For shear devotion.

Day 28.

The day off. Yep, I had the day off and I would have loved to spend the day at the beach but I had to go to the dentist. The depressing part is that I had so much medicine in me that I spent the whole day on the couch with a horrible face ache. Yes, face ache. It started at my mouth and went all the way to the ends of my hair. I am still super groggy and really don’t want to write this. But thats what devotion is right? Staying consistent with something even though you don’t want to.

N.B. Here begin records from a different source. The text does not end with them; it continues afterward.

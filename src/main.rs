//! API server entry point

use std::sync::Arc;

use anyhow::Context;
use tracing::info;

use betbridge::auth::AuthService;
use betbridge::config::{AppConfig, environment};
use betbridge::coordinator::TransactionCoordinator;
use betbridge::db::Database;
use betbridge::gateway::state::AppState;
use betbridge::gateway::run_server;
use betbridge::lock::UserLockManager;
use betbridge::logging::init_logging;
use betbridge::outbox::OutboxProcessor;
use betbridge::wallet::{WalletApi, WalletClient};

#[tokio::main]
async fn main() -> anyhow::Result<()> {
    let env = environment();
    let config = AppConfig::load(&env).context("failed to load configuration")?;
    let _log_guard = init_logging(&config);

    info!(environment = %env, "Starting betbridge broker");

    let db = Database::connect(&config.dsn(), &config.database)
        .await
        .context("failed to connect to database")?;
    let pool = db.pool().clone();

    let wallet: Arc<dyn WalletApi> =
        Arc::new(WalletClient::new(&config.wallet.url, &config.wallet.api_key));
    let locks = Arc::new(UserLockManager::new());
    let coordinator = Arc::new(TransactionCoordinator::new(
        pool.clone(),
        wallet.clone(),
        locks,
    ));

    let auth = Arc::new(AuthService::new(
        pool.clone(),
        config.jwt.secret.clone(),
        config.jwt.expiry,
    ));

    let outbox = Arc::new(OutboxProcessor::new(pool.clone(), coordinator.clone()));
    outbox.start();

    let state = Arc::new(AppState::new(pool, coordinator, auth, wallet));

    let shutdown_outbox = outbox.clone();
    run_server(state, &config.server_address(), async move {
        let _ = tokio::signal::ctrl_c().await;
        info!("Shutdown signal received");
    })
    .await?;

    // Let the current outbox tick drain before exiting
    shutdown_outbox.stop().await;
    info!("Betbridge broker stopped");

    Ok(())
}
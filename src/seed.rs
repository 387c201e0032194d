//! Database seeding
//!
//! Loads the fixture players the wallet service knows about. Existing users
//! are skipped so seeding is safe to re-run.

use chrono::Utc;
use sqlx::PgPool;
use tracing::{info, warn};

use crate::auth::AuthService;
use crate::error::AppError;
use crate::ledger::{User, UserRepo};

/// Fixture players; ids and currencies are wallet-assigned
const SEED_USERS: &[(i64, &str, &str)] = &[
    (34633089486, "user1", "USD"),
    (34679664254, "user2", "EUR"),
    (34616761765, "user3", "KES"),
    (34673635133, "user4", "USD"),
];

const SEED_PASSWORD: &str = "password123";

/// Insert the fixture users, skipping any that already exist
pub async fn seed_users(pool: &PgPool) -> Result<(), AppError> {
    info!("Seeding users...");

    let password_hash = AuthService::hash_password(SEED_PASSWORD);

    for (id, username, currency) in SEED_USERS {
        if UserRepo::get(pool, *id).await?.is_some() {
            warn!(user_id = id, "User already exists, skipping");
            continue;
        }

        let user = User {
            id: *id,
            username: (*username).to_string(),
            password: password_hash.clone(),
            currency: (*currency).to_string(),
            created_at: Utc::now(),
            updated_at: Utc::now(),
        };

        UserRepo::create(pool, &user).await?;
        info!(user_id = id, username, currency, "Seeded user");
    }

    info!("User seeding completed");
    Ok(())
}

So here is todays ‘thought’. I was reading Psalms. First I read Psalm 120 then I read 103. Random, I know. But I just downloaded the “bible app” on my ipod and I was excited to use it. Both are passionate and it made me think about the way that people read the bible. It is always read in the monotone ‘preacher’ voice, if you know what I mean. Even when you read it in your head, thats how you read it. I was thinking how interesting it would be if actors could read it in the passion that it was delivered. My good friend ______ comes to mind. She is one of the most passionate people I know. She could out passion Mel Brooks. (ha ha) I remember her doing a scene that she wrote in class and yelled at God. The whole class was blow away by the real-ness of it. Noone could say anything for about a minute. Now when I read Psalms, I think of David talking to God like ______ did. It makes it more real to me. (Her name was removed because I don’t want to put her on the internet without her permission.)

Dear Lord, Help me continue to be faithful to things especially when I dont want to. Amen.